*** Opening of RECORDS FOR THE EXERCISE ***

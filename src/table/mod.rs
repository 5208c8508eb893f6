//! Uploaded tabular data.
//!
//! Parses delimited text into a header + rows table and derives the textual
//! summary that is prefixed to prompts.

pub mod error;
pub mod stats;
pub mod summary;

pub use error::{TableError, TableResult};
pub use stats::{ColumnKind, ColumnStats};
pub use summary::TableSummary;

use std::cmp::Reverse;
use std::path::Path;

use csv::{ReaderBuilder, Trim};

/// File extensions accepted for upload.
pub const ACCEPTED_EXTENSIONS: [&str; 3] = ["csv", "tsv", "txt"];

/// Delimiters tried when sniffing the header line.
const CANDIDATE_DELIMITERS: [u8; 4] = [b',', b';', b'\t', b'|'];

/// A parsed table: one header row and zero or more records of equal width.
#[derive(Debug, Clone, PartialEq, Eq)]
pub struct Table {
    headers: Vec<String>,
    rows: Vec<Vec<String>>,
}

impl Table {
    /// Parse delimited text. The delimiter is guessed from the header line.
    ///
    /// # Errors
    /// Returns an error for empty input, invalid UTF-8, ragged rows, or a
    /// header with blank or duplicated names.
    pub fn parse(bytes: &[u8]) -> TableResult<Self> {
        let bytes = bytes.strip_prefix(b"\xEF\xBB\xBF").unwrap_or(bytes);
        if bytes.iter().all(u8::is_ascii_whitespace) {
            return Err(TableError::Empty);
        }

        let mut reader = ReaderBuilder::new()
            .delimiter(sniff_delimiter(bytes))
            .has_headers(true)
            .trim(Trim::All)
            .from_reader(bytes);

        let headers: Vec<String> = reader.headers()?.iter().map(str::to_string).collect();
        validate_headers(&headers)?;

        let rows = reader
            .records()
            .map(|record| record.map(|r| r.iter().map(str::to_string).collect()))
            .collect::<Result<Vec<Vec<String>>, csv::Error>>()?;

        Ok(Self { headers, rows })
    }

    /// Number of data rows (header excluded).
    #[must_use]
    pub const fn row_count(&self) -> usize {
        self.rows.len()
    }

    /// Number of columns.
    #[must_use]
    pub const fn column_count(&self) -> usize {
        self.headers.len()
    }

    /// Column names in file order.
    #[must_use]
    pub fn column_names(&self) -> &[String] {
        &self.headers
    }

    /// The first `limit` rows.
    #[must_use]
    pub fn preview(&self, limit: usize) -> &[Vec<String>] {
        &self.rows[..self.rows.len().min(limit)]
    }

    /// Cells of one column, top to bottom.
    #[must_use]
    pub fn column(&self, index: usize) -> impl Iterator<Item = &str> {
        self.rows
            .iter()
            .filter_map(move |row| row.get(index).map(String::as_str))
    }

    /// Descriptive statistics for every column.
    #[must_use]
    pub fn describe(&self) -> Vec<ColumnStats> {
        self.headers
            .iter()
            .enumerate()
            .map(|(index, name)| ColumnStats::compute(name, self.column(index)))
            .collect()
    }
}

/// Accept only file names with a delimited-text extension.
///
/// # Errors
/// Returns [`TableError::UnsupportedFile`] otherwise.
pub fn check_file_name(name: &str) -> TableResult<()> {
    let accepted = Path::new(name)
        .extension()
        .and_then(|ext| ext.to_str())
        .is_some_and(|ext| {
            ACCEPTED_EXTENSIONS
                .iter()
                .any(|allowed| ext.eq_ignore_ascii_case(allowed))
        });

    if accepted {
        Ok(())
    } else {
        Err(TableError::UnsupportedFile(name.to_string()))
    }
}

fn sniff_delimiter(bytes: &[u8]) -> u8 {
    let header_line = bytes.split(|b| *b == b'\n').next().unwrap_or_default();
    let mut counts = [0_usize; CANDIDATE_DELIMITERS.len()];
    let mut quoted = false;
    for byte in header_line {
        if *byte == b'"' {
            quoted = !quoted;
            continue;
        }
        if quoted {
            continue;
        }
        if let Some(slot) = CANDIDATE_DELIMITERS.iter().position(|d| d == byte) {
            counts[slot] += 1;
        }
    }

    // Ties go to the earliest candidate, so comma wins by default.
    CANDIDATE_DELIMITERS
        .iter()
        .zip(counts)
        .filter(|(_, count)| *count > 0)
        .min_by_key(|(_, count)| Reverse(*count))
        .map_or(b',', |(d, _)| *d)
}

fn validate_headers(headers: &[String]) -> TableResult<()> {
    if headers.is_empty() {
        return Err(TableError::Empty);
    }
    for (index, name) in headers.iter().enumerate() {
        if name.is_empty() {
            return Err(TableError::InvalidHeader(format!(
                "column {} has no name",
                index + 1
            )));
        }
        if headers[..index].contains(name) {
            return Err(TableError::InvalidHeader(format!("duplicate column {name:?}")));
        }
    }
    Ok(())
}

*** Close of RECORDS FOR THE EXERCISE ***
*** Opening of RECORDS FOR THE EXERCISE ***

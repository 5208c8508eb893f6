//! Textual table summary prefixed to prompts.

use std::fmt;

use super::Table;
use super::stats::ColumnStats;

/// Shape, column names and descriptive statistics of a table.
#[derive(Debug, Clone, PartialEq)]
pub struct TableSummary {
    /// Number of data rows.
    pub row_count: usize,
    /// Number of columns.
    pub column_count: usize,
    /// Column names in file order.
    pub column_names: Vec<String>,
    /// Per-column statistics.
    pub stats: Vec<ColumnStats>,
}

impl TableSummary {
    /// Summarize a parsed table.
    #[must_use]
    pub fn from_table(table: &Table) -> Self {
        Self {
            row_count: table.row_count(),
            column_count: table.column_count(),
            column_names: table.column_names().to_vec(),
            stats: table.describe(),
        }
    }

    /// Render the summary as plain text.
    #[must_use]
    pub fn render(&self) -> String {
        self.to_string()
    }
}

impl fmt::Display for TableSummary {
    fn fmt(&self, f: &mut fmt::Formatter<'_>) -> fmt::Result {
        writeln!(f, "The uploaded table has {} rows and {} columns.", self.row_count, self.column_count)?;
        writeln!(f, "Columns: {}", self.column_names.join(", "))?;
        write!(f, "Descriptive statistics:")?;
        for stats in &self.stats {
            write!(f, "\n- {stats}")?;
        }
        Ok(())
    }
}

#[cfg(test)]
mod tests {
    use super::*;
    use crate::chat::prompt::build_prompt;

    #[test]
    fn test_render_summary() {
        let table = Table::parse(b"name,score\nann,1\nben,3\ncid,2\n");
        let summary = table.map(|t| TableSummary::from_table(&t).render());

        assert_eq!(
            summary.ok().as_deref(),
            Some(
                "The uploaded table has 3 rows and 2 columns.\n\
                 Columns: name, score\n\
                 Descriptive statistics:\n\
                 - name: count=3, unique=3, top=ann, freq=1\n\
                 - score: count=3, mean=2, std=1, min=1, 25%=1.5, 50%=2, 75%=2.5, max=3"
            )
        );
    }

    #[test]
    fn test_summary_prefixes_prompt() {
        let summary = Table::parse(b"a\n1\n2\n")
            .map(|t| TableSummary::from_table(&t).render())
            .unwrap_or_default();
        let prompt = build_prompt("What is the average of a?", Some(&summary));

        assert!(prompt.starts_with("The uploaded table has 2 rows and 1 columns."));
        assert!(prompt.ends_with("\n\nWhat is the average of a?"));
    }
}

*** Close of RECORDS FOR THE EXERCISE ***
*** Opening of RECORDS FOR THE EXERCISE ***

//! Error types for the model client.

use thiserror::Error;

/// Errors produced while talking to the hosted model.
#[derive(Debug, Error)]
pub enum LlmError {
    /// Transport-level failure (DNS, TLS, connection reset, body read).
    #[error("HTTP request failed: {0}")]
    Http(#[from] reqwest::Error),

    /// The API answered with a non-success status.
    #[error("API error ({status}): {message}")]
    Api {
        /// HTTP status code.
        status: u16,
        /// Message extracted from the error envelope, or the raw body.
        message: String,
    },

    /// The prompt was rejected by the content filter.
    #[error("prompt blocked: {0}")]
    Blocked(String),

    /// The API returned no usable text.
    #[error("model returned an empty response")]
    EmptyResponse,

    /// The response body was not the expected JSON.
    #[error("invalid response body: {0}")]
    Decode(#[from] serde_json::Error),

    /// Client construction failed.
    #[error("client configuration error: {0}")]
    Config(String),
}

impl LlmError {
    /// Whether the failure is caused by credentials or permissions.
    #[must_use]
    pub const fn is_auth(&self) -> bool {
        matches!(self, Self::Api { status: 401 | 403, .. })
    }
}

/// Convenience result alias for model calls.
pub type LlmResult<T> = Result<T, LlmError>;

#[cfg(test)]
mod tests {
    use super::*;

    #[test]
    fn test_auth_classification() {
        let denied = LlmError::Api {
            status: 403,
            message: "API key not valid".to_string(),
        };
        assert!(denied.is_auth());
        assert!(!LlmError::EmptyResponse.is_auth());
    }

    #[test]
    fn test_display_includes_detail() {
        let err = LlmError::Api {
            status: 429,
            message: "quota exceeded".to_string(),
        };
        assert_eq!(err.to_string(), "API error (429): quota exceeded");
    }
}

*** Close of RECORDS FOR THE EXERCISE ***

• ASSIGNMENT
Return each line from the data where the string "exceeded" can be found.

• EXERCISE RESULT
            message: "quota exceeded".to_string(),
        assert_eq!(err.to_string(), "API error (429): quota exceeded");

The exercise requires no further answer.